[Stored data]
☆ ☆ ☆

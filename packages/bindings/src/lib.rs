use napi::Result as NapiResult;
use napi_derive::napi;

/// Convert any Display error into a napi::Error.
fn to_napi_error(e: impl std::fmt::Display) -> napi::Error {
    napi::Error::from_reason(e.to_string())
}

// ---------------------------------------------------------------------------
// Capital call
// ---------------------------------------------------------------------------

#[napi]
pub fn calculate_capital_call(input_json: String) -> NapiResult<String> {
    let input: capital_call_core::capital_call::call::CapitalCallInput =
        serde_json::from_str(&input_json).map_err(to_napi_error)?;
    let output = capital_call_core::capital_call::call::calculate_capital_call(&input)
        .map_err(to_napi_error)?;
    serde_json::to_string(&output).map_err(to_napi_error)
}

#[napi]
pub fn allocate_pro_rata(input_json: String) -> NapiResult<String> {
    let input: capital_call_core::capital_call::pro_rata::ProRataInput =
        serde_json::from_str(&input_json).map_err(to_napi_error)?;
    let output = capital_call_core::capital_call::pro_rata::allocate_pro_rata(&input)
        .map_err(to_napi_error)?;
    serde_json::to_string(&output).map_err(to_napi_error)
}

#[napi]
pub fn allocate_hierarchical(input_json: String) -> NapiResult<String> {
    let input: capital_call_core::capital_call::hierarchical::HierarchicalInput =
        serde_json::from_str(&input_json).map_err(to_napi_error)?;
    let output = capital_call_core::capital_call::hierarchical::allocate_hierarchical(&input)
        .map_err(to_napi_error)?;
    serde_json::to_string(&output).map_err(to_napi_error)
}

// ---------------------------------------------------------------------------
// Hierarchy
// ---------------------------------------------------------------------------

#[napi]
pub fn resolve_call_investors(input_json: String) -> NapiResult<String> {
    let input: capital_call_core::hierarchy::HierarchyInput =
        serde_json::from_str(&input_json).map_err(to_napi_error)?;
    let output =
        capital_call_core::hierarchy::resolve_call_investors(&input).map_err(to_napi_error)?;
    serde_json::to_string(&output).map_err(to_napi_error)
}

☆ ☆ ☆

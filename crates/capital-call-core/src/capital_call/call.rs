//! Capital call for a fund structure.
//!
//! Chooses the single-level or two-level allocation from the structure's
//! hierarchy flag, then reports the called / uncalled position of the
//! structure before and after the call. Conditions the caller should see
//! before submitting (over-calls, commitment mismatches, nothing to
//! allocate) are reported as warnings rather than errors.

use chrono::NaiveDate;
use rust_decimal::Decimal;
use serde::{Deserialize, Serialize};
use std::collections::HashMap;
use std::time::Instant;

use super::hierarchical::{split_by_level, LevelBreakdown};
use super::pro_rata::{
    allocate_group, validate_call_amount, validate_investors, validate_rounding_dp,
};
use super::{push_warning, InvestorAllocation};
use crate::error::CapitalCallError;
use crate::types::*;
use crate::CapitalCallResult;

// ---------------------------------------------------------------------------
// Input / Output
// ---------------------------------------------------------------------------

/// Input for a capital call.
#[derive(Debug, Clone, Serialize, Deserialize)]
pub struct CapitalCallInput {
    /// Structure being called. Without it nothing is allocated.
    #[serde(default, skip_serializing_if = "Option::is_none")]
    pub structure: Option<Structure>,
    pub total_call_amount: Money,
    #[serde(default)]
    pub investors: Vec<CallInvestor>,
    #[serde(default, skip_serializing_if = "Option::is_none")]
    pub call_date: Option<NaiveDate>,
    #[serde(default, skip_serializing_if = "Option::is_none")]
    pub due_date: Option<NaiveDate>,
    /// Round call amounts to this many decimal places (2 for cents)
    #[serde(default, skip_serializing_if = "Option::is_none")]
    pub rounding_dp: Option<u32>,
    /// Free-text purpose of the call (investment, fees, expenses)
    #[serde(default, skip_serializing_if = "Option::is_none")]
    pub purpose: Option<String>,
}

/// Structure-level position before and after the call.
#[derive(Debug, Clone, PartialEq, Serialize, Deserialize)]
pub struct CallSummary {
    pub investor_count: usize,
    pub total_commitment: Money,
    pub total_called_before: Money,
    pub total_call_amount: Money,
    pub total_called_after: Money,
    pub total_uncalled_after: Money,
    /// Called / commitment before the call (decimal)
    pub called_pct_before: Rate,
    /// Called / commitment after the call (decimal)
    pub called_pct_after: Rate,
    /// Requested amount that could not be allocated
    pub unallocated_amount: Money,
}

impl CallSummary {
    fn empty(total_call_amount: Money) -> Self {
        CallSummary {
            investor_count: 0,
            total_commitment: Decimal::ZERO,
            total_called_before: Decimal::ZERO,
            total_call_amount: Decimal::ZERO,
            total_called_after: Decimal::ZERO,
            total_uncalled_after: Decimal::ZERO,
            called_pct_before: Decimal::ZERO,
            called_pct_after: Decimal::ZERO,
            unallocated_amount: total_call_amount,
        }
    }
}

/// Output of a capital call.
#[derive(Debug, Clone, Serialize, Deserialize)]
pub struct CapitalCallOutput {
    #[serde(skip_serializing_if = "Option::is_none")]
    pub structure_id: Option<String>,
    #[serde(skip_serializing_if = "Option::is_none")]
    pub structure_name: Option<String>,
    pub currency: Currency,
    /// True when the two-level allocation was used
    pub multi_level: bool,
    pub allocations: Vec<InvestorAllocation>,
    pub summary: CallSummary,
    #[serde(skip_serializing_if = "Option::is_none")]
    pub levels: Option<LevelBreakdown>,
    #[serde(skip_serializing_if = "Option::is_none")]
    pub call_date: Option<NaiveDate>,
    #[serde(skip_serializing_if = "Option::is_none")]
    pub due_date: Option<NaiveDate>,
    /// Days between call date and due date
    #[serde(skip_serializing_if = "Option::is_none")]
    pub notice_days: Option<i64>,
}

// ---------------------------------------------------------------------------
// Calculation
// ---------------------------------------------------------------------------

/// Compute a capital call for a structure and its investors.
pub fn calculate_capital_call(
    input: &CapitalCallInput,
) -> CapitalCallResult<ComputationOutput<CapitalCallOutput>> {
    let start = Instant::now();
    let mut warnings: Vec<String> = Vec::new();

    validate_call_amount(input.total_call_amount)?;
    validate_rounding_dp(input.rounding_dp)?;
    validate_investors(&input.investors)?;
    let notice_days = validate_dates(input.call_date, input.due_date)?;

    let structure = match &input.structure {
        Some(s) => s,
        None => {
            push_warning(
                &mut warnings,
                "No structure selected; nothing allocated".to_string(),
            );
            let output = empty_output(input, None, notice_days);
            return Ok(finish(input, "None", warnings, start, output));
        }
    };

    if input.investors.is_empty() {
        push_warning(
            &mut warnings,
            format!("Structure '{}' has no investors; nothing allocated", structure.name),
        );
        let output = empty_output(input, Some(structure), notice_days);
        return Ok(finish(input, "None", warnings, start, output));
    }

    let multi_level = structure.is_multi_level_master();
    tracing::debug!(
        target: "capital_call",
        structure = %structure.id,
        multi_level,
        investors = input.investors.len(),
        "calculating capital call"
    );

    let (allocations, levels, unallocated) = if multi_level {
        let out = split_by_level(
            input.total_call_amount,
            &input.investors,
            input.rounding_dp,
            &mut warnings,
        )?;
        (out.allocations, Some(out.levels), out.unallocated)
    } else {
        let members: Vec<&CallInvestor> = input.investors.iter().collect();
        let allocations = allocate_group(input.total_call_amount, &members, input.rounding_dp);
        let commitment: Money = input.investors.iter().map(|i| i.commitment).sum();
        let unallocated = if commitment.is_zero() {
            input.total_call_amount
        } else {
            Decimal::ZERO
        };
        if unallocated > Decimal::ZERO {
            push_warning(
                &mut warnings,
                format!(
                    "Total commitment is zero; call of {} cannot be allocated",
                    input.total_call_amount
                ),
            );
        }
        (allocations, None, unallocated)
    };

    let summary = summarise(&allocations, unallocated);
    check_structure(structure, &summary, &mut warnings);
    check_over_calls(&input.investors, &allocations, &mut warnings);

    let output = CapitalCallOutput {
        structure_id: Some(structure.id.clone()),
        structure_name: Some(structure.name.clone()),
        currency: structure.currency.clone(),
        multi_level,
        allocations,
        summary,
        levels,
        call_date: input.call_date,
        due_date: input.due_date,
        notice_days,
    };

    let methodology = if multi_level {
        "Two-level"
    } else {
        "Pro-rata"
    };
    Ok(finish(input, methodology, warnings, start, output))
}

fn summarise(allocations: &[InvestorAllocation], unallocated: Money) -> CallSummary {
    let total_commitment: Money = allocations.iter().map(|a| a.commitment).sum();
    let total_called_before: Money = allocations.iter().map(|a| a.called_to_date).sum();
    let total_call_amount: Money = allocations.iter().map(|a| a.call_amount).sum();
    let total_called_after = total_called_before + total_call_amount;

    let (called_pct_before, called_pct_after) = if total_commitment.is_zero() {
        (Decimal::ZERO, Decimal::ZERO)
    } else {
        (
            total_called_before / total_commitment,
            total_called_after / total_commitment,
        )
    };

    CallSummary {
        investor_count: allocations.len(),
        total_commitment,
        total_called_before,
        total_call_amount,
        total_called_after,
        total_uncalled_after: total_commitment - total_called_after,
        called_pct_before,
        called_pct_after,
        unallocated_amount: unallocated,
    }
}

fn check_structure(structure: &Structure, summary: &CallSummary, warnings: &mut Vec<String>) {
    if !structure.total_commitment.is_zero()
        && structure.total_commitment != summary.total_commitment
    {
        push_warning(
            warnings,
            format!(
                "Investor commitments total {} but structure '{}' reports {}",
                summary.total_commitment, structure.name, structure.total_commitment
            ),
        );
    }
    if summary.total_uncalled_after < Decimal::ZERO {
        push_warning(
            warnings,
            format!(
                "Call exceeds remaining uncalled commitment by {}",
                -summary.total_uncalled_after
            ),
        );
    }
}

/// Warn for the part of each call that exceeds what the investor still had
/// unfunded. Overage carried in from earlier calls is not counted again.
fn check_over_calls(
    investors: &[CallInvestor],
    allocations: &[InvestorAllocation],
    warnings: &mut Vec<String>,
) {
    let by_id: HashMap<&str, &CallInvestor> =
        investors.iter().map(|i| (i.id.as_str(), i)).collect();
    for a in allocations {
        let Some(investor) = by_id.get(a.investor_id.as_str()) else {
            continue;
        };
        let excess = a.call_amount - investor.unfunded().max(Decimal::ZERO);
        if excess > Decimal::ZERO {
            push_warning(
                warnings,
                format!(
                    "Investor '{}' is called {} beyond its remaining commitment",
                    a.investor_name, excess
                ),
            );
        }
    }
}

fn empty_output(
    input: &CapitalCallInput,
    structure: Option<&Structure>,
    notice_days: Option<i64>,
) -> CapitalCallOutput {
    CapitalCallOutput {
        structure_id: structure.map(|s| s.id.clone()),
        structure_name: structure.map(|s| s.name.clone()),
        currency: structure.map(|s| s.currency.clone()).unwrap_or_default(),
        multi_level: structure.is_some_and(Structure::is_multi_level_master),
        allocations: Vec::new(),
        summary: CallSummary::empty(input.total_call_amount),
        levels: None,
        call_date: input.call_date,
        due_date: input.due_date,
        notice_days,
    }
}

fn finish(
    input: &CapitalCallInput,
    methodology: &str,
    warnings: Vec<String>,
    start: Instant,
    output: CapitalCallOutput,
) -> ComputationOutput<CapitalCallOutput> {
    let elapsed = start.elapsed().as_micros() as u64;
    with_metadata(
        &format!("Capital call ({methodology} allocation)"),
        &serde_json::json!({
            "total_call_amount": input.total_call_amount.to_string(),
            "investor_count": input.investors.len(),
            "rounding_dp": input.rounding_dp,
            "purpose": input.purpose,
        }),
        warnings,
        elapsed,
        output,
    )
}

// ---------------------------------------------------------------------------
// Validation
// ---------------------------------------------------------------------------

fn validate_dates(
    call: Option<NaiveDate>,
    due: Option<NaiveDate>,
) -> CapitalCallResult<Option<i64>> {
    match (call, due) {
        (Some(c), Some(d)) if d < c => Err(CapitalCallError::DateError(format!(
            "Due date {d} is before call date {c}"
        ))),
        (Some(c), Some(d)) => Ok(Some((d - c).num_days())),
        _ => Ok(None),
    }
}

☆ ☆ ☆

For the string "excess", work out how many lines of the entries contain it and reply with that number alone.

Output below: 3